> WHAT THE TASK ASKS:
Your task is to copy each line in the listing that includes the word "number".

> DATA SHOWN:
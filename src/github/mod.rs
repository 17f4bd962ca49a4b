pub mod link;
pub mod types;

pub use types::{Comment, Issue, ListOptions, Page, RepoId};

use async_trait::async_trait;
use reqwest::header::{ACCEPT, LINK, USER_AGENT};
use serde::de::DeserializeOwned;
use thiserror::Error;
use tracing::{debug, instrument};

use crate::config::Config;

#[derive(Debug, Error)]
pub enum FetchError {
    #[error("GitHub API request failed: {0}")]
    ApiRequest(#[from] reqwest::Error),

    #[error("Invalid Link header: {0}")]
    InvalidLink(String),
}

/// Source of issue and comment pages.
/// Sources must be Send + Sync so per-issue tasks can share one.
#[async_trait]
pub trait IssueSource: Send + Sync {
    /// Fetch one page of issues.
    async fn list_issues(&self, opts: &ListOptions) -> Result<Page<Issue>, FetchError>;

    /// Fetch one page of comments of issue `number`.
    async fn list_comments(
        &self,
        number: u64,
        opts: &ListOptions,
    ) -> Result<Page<Comment>, FetchError>;
}

/// GitHub REST client scoped to one repository.
#[derive(Debug, Clone)]
pub struct GitHubClient {
    http: reqwest::Client,
    api_url: String,
    token: String,
    repo: RepoId,
}

impl GitHubClient {
    pub fn new(api_url: impl Into<String>, token: impl Into<String>, repo: RepoId) -> Self {
        let api_url = api_url.into().trim_end_matches('/').to_string();
        GitHubClient {
            http: reqwest::Client::new(),
            api_url,
            token: token.into(),
            repo,
        }
    }

    /// Client for jekyll/jekyll with the configured API base and token.
    /// An empty token is still sent; GitHub decides.
    pub fn from_config(config: &Config) -> Self {
        Self::new(config.api_url(), config.github_token(), RepoId::jekyll())
    }

    pub fn repo(&self) -> &RepoId {
        &self.repo
    }

    async fn get_page<T: DeserializeOwned>(
        &self,
        url: &str,
        opts: &ListOptions,
    ) -> Result<Page<T>, FetchError> {
        let response = self
            .http
            .get(url)
            .header(USER_AGENT, "issue-mirror")
            .header(ACCEPT, "application/vnd.github+json")
            .bearer_auth(&self.token)
            .query(&opts.query())
            .send()
            .await?
            .error_for_status()?;

        let next_page = match response.headers().get(LINK) {
            Some(value) => {
                let value = value
                    .to_str()
                    .map_err(|_| FetchError::InvalidLink(format!("{value:?}")))?;
                link::parse_next_page(value)?
            }
            None => None,
        };

        let items = response.json::<Vec<T>>().await?;
        debug!(items = items.len(), ?next_page, "received page");
        Ok(Page::new(items, next_page))
    }
}

#[async_trait]
impl IssueSource for GitHubClient {
    #[instrument(skip(self, opts), fields(page = opts.page))]
    async fn list_issues(&self, opts: &ListOptions) -> Result<Page<Issue>, FetchError> {
        let url = format!(
            "{}/repos/{}/{}/issues",
            self.api_url, self.repo.owner, self.repo.repo
        );
        debug!(?opts, "client.Issues.ListByRepo");
        self.get_page(&url, opts).await
    }

    #[instrument(skip(self, opts), fields(page = opts.page))]
    async fn list_comments(
        &self,
        number: u64,
        opts: &ListOptions,
    ) -> Result<Page<Comment>, FetchError> {
        let url = format!(
            "{}/repos/{}/{}/issues/{}/comments",
            self.api_url, self.repo.owner, self.repo.repo, number
        );
        debug!(?opts, "client.Issues.ListComments");
        self.get_page(&url, opts).await
    }
}

#[cfg(test)]
mod tests {
    use super::*;
    use serde_json::json;
    use wiremock::matchers::{header, header_exists, method, path, query_param};
    use wiremock::{Mock, MockServer, ResponseTemplate};

    fn client_for(server: &MockServer, token: &str) -> GitHubClient {
        GitHubClient::new(server.uri(), token, RepoId::jekyll())
    }

    #[tokio::test]
    async fn test_list_issues_sends_filters_and_reads_next_page() {
        let server = MockServer::start().await;
        let next = format!(
            "<{}/repositories/1/issues?page=2&per_page=100>; rel=\"next\"",
            server.uri()
        );
        Mock::given(method("GET"))
            .and(path("/repos/jekyll/jekyll/issues"))
            .and(query_param("state", "open"))
            .and(query_param("sort", "created"))
            .and(query_param("direction", "asc"))
            .and(query_param("page", "0"))
            .and(query_param("per_page", "100"))
            .and(header("authorization", "Bearer secret"))
            .respond_with(
                ResponseTemplate::new(200)
                    .insert_header("link", next.as_str())
                    .set_body_json(json!([
                        {"number": 1, "comments": 0, "title": "one"},
                        {"number": 2, "comments": 3, "title": "two"}
                    ])),
            )
            .expect(1)
            .mount(&server)
            .await;

        let client = client_for(&server, "secret");
        let page = client.list_issues(&ListOptions::open_issues()).await.unwrap();
        assert_eq!(page.items.len(), 2);
        assert_eq!(page.items[1].number, 2);
        assert_eq!(page.items[1].comments, 3);
        assert_eq!(page.next_page, Some(2));
    }

    #[tokio::test]
    async fn test_list_comments_last_page() {
        let server = MockServer::start().await;
        Mock::given(method("GET"))
            .and(path("/repos/jekyll/jekyll/issues/7/comments"))
            .and(query_param("page", "3"))
            .respond_with(
                ResponseTemplate::new(200).set_body_json(json!([{"id": 70, "body": "hi"}])),
            )
            .expect(1)
            .mount(&server)
            .await;

        let client = client_for(&server, "");
        let opts = ListOptions {
            page: 3,
            ..ListOptions::comments()
        };
        let page = client.list_comments(7, &opts).await.unwrap();
        assert_eq!(page.items.len(), 1);
        assert_eq!(page.items[0].id, 70);
        assert_eq!(page.next_page, None);
    }

    #[tokio::test]
    async fn test_error_status_is_fatal() {
        let server = MockServer::start().await;
        Mock::given(method("GET"))
            .and(path("/repos/jekyll/jekyll/issues"))
            .respond_with(
                ResponseTemplate::new(401).set_body_json(json!({"message": "Bad credentials"})),
            )
            .expect(1)
            .mount(&server)
            .await;

        let client = client_for(&server, "bad");
        let result = client.list_issues(&ListOptions::open_issues()).await;
        assert!(matches!(result, Err(FetchError::ApiRequest(_))));
    }

    #[tokio::test]
    async fn test_malformed_body_is_fatal() {
        let server = MockServer::start().await;
        Mock::given(method("GET"))
            .respond_with(ResponseTemplate::new(200).set_body_json(json!({"not": "a list"})))
            .mount(&server)
            .await;

        let client = client_for(&server, "");
        let result = client.list_issues(&ListOptions::open_issues()).await;
        assert!(result.is_err());
    }

    #[test]
    fn test_trailing_slash_is_trimmed() {
        let client = GitHubClient::new("https://api.github.com/", "", RepoId::jekyll());
        assert_eq!(client.api_url, "https://api.github.com");
        assert_eq!(client.repo(), &RepoId::jekyll());
    }

    #[tokio::test]
    async fn test_missing_token_still_sends_authorization() {
        let server = MockServer::start().await;
        Mock::given(method("GET"))
            .and(path("/repos/jekyll/jekyll/issues"))
            .and(header_exists("authorization"))
            .respond_with(
                ResponseTemplate::new(401).set_body_json(json!({"message": "Bad credentials"})),
            )
            .expect(1)
            .mount(&server)
            .await;

        let config = Config {
            github: crate::config::GitHubConfig {
                token: None,
                api_url: Some(server.uri()),
            },
            ..Config::default()
        };
        let client = GitHubClient::from_config(&config);
        let result = client.list_issues(&ListOptions::open_issues()).await;
        assert!(matches!(result, Err(FetchError::ApiRequest(_))));
    }
}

> WRITTEN RESPONSE:
    /// Fetch one page of comments of issue `number`.
        number: u64,
        number: u64,
            self.api_url, self.repo.owner, self.repo.repo, number
                        {"number": 1, "comments": 0, "title": "one"},
                        {"number": 2, "comments": 3, "title": "two"}
        assert_eq!(page.items[1].number, 2);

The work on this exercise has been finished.